_Task prompt_
Give back each line of the listing below that contains the string "StoreConfig".

*** Records to process ***

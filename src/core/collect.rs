//! Collection orchestrator.
//!
//! Walks the configured stores in order, dispatches each to its registered
//! strategy and concatenates the results. Nothing a single store does can
//! abort the run: incomplete entries, unknown strategy ids and strategy
//! errors are logged and skipped. A fixed inter-store pause follows every
//! store that was actually dispatched.

use std::sync::Arc;
use std::sync::atomic::{AtomicBool, Ordering};

use tracing::{error, info, warn};
use url::Url;

use crate::core::http::HttpFetcher;
use crate::core::model::{PriceObservation, StoreConfig};
use crate::core::pacing::{Pacing, Sleeper};
use crate::plugins::{ScrapeContext, StoreTarget};
use crate::registry::StrategyRegistry;

/// Shared flag that stops a run before the next store starts.
#[derive(Debug, Clone, Default)]
pub struct AbortFlag(Arc<AtomicBool>);

impl AbortFlag {
    pub fn new() -> Self {
        Self::default()
    }

    pub fn abort(&self) {
        self.0.store(true, Ordering::SeqCst);
    }

    pub fn is_aborted(&self) -> bool {
        self.0.load(Ordering::SeqCst)
    }
}

pub struct Collector<'a> {
    registry: &'a StrategyRegistry,
    fetcher: &'a dyn HttpFetcher,
    sleeper: &'a dyn Sleeper,
    pacing: Pacing,
    abort: Option<AbortFlag>,
}

impl<'a> Collector<'a> {
    pub fn new(
        registry: &'a StrategyRegistry,
        fetcher: &'a dyn HttpFetcher,
        sleeper: &'a dyn Sleeper,
        pacing: Pacing,
    ) -> Self {
        Self {
            registry,
            fetcher,
            sleeper,
            pacing,
            abort: None,
        }
    }

    pub fn with_abort(mut self, flag: AbortFlag) -> Self {
        self.abort = Some(flag);
        self
    }

    /// Returns observations in store-then-query order. An empty result is not
    /// an error here; the caller decides what it means.
    pub fn run(&self, stores: &[StoreConfig], queries: &[String]) -> Vec<PriceObservation> {
        let ctx = ScrapeContext {
            fetcher: self.fetcher,
            sleeper: self.sleeper,
            pacing: self.pacing,
        };
        let mut all = Vec::new();

        for store in stores {
            if self.abort.as_ref().is_some_and(AbortFlag::is_aborted) {
                warn!(collected = all.len(), "collection aborted before store '{}'", store.name);
                break;
            }

            let Some((endpoint, strategy_id)) = store.actionable() else {
                warn!(store = %store.name, "skipping store with missing endpoint/strategy id");
                continue;
            };
            let Some(strategy) = self.registry.resolve(strategy_id) else {
                warn!(store = %store.name, strategy = strategy_id, "no strategy registered; skipping store");
                continue;
            };

            info!(store = %store.name, strategy = strategy_id, endpoint, "scraping store");
            let outcome = Url::parse(endpoint)
                .map_err(Into::into)
                .and_then(|url| {
                    let target = StoreTarget {
                        name: &store.name,
                        endpoint: &url,
                    };
                    strategy.scrape(&ctx, &target, queries)
                });

            match outcome {
                Ok(found) if found.is_empty() => {
                    info!(store = %store.name, "no data from store");
                }
                Ok(found) => {
                    info!(store = %store.name, count = found.len(), "store scraped");
                    all.extend(found);
                }
                Err(e) => {
                    error!(store = %store.name, "error scraping store: {e}");
                }
            }

            self.sleeper.sleep(self.pacing.store_delay);
        }

        if all.is_empty() {
            warn!("no pricing data collected from any store");
        }
        all
    }
}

*** End of Records to process ***

_Solution for this problem_
use crate::core::model::{PriceObservation, StoreConfig};
    pub fn run(&self, stores: &[StoreConfig], queries: &[String]) -> Vec<PriceObservation> {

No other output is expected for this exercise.